### What to produce
Would you please retype, exactly, the lines of the listing below between the line with "first failing gate." and the line with "pub enum DatabaseKind", inclusive?

### Records supplied
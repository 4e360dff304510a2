use std::collections::HashMap;
use std::path::Path;

use serde::{Deserialize, Serialize};
use serde_json::Value;
use tokio::fs;

use foreman_engines::EngineConfig;
use foreman_sandbox::SandboxPolicy;
use foreman_types::{ForemanError, Result};

pub const CONFIG_FILE: &str = "foreman.json";

#[derive(Debug, Clone, Serialize, Deserialize)]
pub struct GatesConfig {
    #[serde(default = "default_true")]
    pub enabled: bool,
    /// Default per-gate timeout in seconds when the gate spec has none.
    #[serde(default = "default_gate_timeout")]
    pub timeout: u64,
    /// Short-circuit on the first failing gate.
    #[serde(default)]
    pub fail_on_error: bool,
}

fn default_true() -> bool {
    true
}

fn default_gate_timeout() -> u64 {
    300
}

impl Default for GatesConfig {
    fn default() -> Self {
        Self {
            enabled: true,
            timeout: default_gate_timeout(),
            fail_on_error: false,
        }
    }
}

#[derive(Debug, Clone, Copy, Default, PartialEq, Eq, Serialize, Deserialize)]
pub enum DatabaseKind {
    #[default]
    #[serde(rename = "embedded-sqlite")]
    EmbeddedSqlite,
    #[serde(rename = "postgres")]
    Postgres,
}

#[derive(Debug, Clone, Default, Serialize, Deserialize)]
pub struct DatabaseConfig {
    #[serde(rename = "type", default)]
    pub kind: DatabaseKind,
    /// Backend-specific connection parameters.
    #[serde(flatten)]
    pub params: HashMap<String, Value>,
}

/// Per-project configuration, stored as `foreman.json` at the project
/// root. Missing file means defaults.
#[derive(Debug, Clone, Serialize, Deserialize)]
pub struct ProjectConfig {
    #[serde(default, skip_serializing_if = "Option::is_none")]
    pub project_name: Option<String>,
    #[serde(default, skip_serializing_if = "Option::is_none")]
    pub default_engine: Option<String>,
    #[serde(default = "default_sandbox")]
    pub sandbox: SandboxPolicy,
    #[serde(default)]
    pub gates: GatesConfig,
    #[serde(default)]
    pub engines: HashMap<String, EngineConfig>,
    #[serde(default)]
    pub database: DatabaseConfig,
}

/// Projects always get `git` for the VCS adapter; everything else is
/// opt-in.
fn default_sandbox() -> SandboxPolicy {
    SandboxPolicy {
        allowed_commands: vec!["git".to_string()],
        ..SandboxPolicy::default()
    }
}

impl Default for ProjectConfig {
    fn default() -> Self {
        Self {
            project_name: None,
            default_engine: None,
            sandbox: default_sandbox(),
            gates: GatesConfig::default(),
            engines: HashMap::new(),
            database: DatabaseConfig::default(),
        }
    }
}

impl ProjectConfig {
    pub async fn load(project_root: &Path) -> Result<Self> {
        let path = project_root.join(CONFIG_FILE);
        if !path.exists() {
            return Ok(Self::default());
        }
        let raw = fs::read_to_string(&path)
            .await
            .map_err(|err| ForemanError::Storage(format!("read {}: {err}", path.display())))?;
        serde_json::from_str(&raw)
            .map_err(|err| ForemanError::Validation(format!("{CONFIG_FILE}: {err}")))
    }

    pub async fn save(&self, project_root: &Path) -> Result<()> {
        let path = project_root.join(CONFIG_FILE);
        let raw = serde_json::to_string_pretty(self)?;
        let tmp = path.with_extension("json.tmp");
        fs::write(&tmp, raw).await?;
        fs::rename(&tmp, &path).await?;
        Ok(())
    }

    /// The config model recognizes the postgres variant, but this build
    /// only ships the embedded backend.
    pub fn validate(&self) -> Result<()> {
        if self.database.kind == DatabaseKind::Postgres {
            return Err(ForemanError::Validation(
                "database.type = postgres is not compiled into this build".to_string(),
            ));
        }
        Ok(())
    }

    pub fn engines_config(&self) -> foreman_engines::EnginesConfig {
        foreman_engines::EnginesConfig {
            engines: self.engines.clone(),
            default_engine: self.default_engine.clone(),
        }
    }
}

#[cfg(test)]
mod tests {
    use super::*;
    use tempfile::TempDir;

    #[tokio::test]
    async fn missing_file_yields_defaults() {
        let dir = TempDir::new().unwrap();
        let config = ProjectConfig::load(dir.path()).await.unwrap();
        assert!(config.gates.enabled);
        assert_eq!(config.gates.timeout, 300);
        assert_eq!(config.sandbox.allowed_commands, vec!["git".to_string()]);
        assert!(config.validate().is_ok());
    }

    #[tokio::test]
    async fn round_trips_through_disk() {
        let dir = TempDir::new().unwrap();
        let mut config = ProjectConfig::default();
        config.project_name = Some("demo".into());
        config.sandbox.allowed_commands = vec!["git".into(), "cargo".into()];
        config.save(dir.path()).await.unwrap();

        let loaded = ProjectConfig::load(dir.path()).await.unwrap();
        assert_eq!(loaded.project_name.as_deref(), Some("demo"));
        assert_eq!(loaded.sandbox.allowed_commands.len(), 2);
    }

    #[tokio::test]
    async fn recognized_options_parse_from_json() {
        let dir = TempDir::new().unwrap();
        let raw = serde_json::json!({
            "project_name": "demo",
            "default_engine": "claude",
            "sandbox": {
                "allowed_paths": ["src/**"],
                "blocked_paths": ["src/secrets/**"],
                "allowed_commands": ["cargo", "git"],
                "blocked_commands": ["rm"],
                "command_timeout": 90
            },
            "gates": {"enabled": true, "timeout": 120, "fail_on_error": true},
            "database": {"type": "embedded-sqlite"}
        });
        std::fs::write(dir.path().join(CONFIG_FILE), raw.to_string()).unwrap();
        let config = ProjectConfig::load(dir.path()).await.unwrap();
        assert_eq!(config.default_engine.as_deref(), Some("claude"));
        assert_eq!(config.sandbox.command_timeout, 90);
        assert!(config.gates.fail_on_error);
        assert!(!config.sandbox.command_allowed("rm"));
    }

    #[tokio::test]
    async fn postgres_is_recognized_but_rejected() {
        let dir = TempDir::new().unwrap();
        let raw = serde_json::json!({
            "database": {"type": "postgres", "host": "db.internal", "port": 5432}
        });
        std::fs::write(dir.path().join(CONFIG_FILE), raw.to_string()).unwrap();
        let config = ProjectConfig::load(dir.path()).await.unwrap();
        assert_eq!(config.database.kind, DatabaseKind::Postgres);
        assert_eq!(config.validate().unwrap_err().code(), "validation");
    }
}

### Response for this exercise
    /// Short-circuit on the first failing gate.
    #[serde(default)]
    pub fail_on_error: bool,
}

fn default_true() -> bool {
    true
}

fn default_gate_timeout() -> u64 {
    300
}

impl Default for GatesConfig {
    fn default() -> Self {
        Self {
            enabled: true,
            timeout: default_gate_timeout(),
            fail_on_error: false,
        }
    }
}

#[derive(Debug, Clone, Copy, Default, PartialEq, Eq, Serialize, Deserialize)]
pub enum DatabaseKind {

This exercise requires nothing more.